Problem requirements
What is wanted is an exact copy of all the entries.
BEGIN
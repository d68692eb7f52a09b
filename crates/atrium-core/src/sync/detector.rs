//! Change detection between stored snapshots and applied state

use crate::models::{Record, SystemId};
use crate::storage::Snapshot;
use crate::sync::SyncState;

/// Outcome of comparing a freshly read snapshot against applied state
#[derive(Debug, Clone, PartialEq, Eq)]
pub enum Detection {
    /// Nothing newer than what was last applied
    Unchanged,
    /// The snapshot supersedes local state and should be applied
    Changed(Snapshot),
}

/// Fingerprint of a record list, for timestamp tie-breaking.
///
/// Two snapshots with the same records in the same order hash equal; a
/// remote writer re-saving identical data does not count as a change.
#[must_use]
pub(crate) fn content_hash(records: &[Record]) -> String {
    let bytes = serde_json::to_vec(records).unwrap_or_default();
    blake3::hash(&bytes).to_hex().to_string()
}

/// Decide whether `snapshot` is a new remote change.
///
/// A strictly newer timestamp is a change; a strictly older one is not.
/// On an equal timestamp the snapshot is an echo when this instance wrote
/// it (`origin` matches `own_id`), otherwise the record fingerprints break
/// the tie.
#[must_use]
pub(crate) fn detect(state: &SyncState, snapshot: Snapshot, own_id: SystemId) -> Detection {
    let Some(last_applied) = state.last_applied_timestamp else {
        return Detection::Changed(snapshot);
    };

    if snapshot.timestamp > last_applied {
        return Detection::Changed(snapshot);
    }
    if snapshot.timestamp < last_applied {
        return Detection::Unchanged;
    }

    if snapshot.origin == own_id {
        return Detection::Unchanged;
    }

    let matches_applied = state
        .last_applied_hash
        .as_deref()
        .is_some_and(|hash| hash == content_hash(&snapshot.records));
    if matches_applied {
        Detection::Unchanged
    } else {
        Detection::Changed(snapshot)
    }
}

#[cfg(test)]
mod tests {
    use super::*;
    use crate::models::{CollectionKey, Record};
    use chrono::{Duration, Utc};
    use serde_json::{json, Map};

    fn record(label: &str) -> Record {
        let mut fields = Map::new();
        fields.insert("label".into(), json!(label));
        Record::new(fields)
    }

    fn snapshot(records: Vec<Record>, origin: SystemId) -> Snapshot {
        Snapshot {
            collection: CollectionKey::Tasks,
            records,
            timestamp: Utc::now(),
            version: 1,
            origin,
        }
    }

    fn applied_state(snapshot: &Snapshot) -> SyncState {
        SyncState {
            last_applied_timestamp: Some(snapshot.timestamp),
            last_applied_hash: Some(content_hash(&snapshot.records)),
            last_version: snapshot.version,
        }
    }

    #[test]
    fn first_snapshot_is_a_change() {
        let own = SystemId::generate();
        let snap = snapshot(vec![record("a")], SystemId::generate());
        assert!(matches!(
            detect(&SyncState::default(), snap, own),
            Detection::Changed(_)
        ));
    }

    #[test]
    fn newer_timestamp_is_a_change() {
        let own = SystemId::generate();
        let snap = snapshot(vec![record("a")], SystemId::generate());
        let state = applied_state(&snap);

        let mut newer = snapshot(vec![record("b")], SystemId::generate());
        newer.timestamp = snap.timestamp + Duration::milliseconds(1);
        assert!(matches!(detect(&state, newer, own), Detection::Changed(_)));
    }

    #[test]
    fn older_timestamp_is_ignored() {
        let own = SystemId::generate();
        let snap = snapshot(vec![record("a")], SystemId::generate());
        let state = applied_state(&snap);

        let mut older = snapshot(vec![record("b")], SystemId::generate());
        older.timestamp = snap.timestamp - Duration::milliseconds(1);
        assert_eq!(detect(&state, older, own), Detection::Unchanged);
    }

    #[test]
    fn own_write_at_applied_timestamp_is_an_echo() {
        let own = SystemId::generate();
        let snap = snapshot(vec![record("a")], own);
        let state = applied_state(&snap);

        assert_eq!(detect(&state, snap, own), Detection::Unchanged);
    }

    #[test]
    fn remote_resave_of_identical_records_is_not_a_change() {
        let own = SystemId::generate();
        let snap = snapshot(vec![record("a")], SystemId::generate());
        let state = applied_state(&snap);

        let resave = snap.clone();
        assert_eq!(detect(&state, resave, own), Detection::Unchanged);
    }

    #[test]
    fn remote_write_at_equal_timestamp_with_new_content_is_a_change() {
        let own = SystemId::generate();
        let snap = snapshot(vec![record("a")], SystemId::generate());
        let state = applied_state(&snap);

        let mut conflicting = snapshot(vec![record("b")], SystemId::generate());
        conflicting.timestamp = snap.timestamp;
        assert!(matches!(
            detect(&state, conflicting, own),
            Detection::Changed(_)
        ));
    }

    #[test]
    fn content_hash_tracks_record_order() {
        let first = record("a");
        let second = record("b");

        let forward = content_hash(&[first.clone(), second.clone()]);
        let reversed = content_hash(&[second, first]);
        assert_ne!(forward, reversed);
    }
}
END
Result of this task
repository d68692eb7f52a09b
filename crates/atrium-core/src/sync/detector.rs
//! Change detection between stored snapshots and applied state

use crate::models::{Record, SystemId};
use crate::storage::Snapshot;
use crate::sync::SyncState;

/// Outcome of comparing a freshly read snapshot against applied state
#[derive(Debug, Clone, PartialEq, Eq)]
pub enum Detection {
    /// Nothing newer than what was last applied
    Unchanged,
    /// The snapshot supersedes local state and should be applied
    Changed(Snapshot),
}

/// Fingerprint of a record list, for timestamp tie-breaking.
///
/// Two snapshots with the same records in the same order hash equal; a
/// remote writer re-saving identical data does not count as a change.
#[must_use]
pub(crate) fn content_hash(records: &[Record]) -> String {
    let bytes = serde_json::to_vec(records).unwrap_or_default();
    blake3::hash(&bytes).to_hex().to_string()
}

/// Decide whether `snapshot` is a new remote change.
///
/// A strictly newer timestamp is a change; a strictly older one is not.
/// On an equal timestamp the snapshot is an echo when this instance wrote
/// it (`origin` matches `own_id`), otherwise the record fingerprints break
/// the tie.
#[must_use]
pub(crate) fn detect(state: &SyncState, snapshot: Snapshot, own_id: SystemId) -> Detection {
    let Some(last_applied) = state.last_applied_timestamp else {
        return Detection::Changed(snapshot);
    };

    if snapshot.timestamp > last_applied {
        return Detection::Changed(snapshot);
    }
    if snapshot.timestamp < last_applied {
        return Detection::Unchanged;
    }

    if snapshot.origin == own_id {
        return Detection::Unchanged;
    }

    let matches_applied = state
        .last_applied_hash
        .as_deref()
        .is_some_and(|hash| hash == content_hash(&snapshot.records));
    if matches_applied {
        Detection::Unchanged
    } else {
        Detection::Changed(snapshot)
    }
}

#[cfg(test)]
mod tests {
    use super::*;
    use crate::models::{CollectionKey, Record};
    use chrono::{Duration, Utc};
    use serde_json::{json, Map};

    fn record(label: &str) -> Record {
        let mut fields = Map::new();
        fields.insert("label".into(), json!(label));
        Record::new(fields)
    }

    fn snapshot(records: Vec<Record>, origin: SystemId) -> Snapshot {
        Snapshot {
            collection: CollectionKey::Tasks,
            records,
            timestamp: Utc::now(),
            version: 1,
            origin,
        }
    }

    fn applied_state(snapshot: &Snapshot) -> SyncState {
        SyncState {
            last_applied_timestamp: Some(snapshot.timestamp),
            last_applied_hash: Some(content_hash(&snapshot.records)),
            last_version: snapshot.version,
        }
    }

    #[test]
    fn first_snapshot_is_a_change() {
        let own = SystemId::generate();
        let snap = snapshot(vec![record("a")], SystemId::generate());
        assert!(matches!(
            detect(&SyncState::default(), snap, own),
            Detection::Changed(_)
        ));
    }

    #[test]
    fn newer_timestamp_is_a_change() {
        let own = SystemId::generate();
        let snap = snapshot(vec![record("a")], SystemId::generate());
        let state = applied_state(&snap);

        let mut newer = snapshot(vec![record("b")], SystemId::generate());
        newer.timestamp = snap.timestamp + Duration::milliseconds(1);
        assert!(matches!(detect(&state, newer, own), Detection::Changed(_)));
    }

    #[test]
    fn older_timestamp_is_ignored() {
        let own = SystemId::generate();
        let snap = snapshot(vec![record("a")], SystemId::generate());
        let state = applied_state(&snap);

        let mut older = snapshot(vec![record("b")], SystemId::generate());
        older.timestamp = snap.timestamp - Duration::milliseconds(1);
        assert_eq!(detect(&state, older, own), Detection::Unchanged);
    }

    #[test]
    fn own_write_at_applied_timestamp_is_an_echo() {
        let own = SystemId::generate();
        let snap = snapshot(vec![record("a")], own);
        let state = applied_state(&snap);

        assert_eq!(detect(&state, snap, own), Detection::Unchanged);
    }

    #[test]
    fn remote_resave_of_identical_records_is_not_a_change() {
        let own = SystemId::generate();
        let snap = snapshot(vec![record("a")], SystemId::generate());
        let state = applied_state(&snap);

        let resave = snap.clone();
        assert_eq!(detect(&state, resave, own), Detection::Unchanged);
    }

    #[test]
    fn remote_write_at_equal_timestamp_with_new_content_is_a_change() {
        let own = SystemId::generate();
        let snap = snapshot(vec![record("a")], SystemId::generate());
        let state = applied_state(&snap);

        let mut conflicting = snapshot(vec![record("b")], SystemId::generate());
        conflicting.timestamp = snap.timestamp;
        assert!(matches!(
            detect(&state, conflicting, own),
            Detection::Changed(_)
        ));
    }

    #[test]
    fn content_hash_tracks_record_order() {
        let first = record("a");
        let second = record("b");

        let forward = content_hash(&[first.clone(), second.clone()]);
        let reversed = content_hash(&[second, first]);
        assert_ne!(forward, reversed);
    }
}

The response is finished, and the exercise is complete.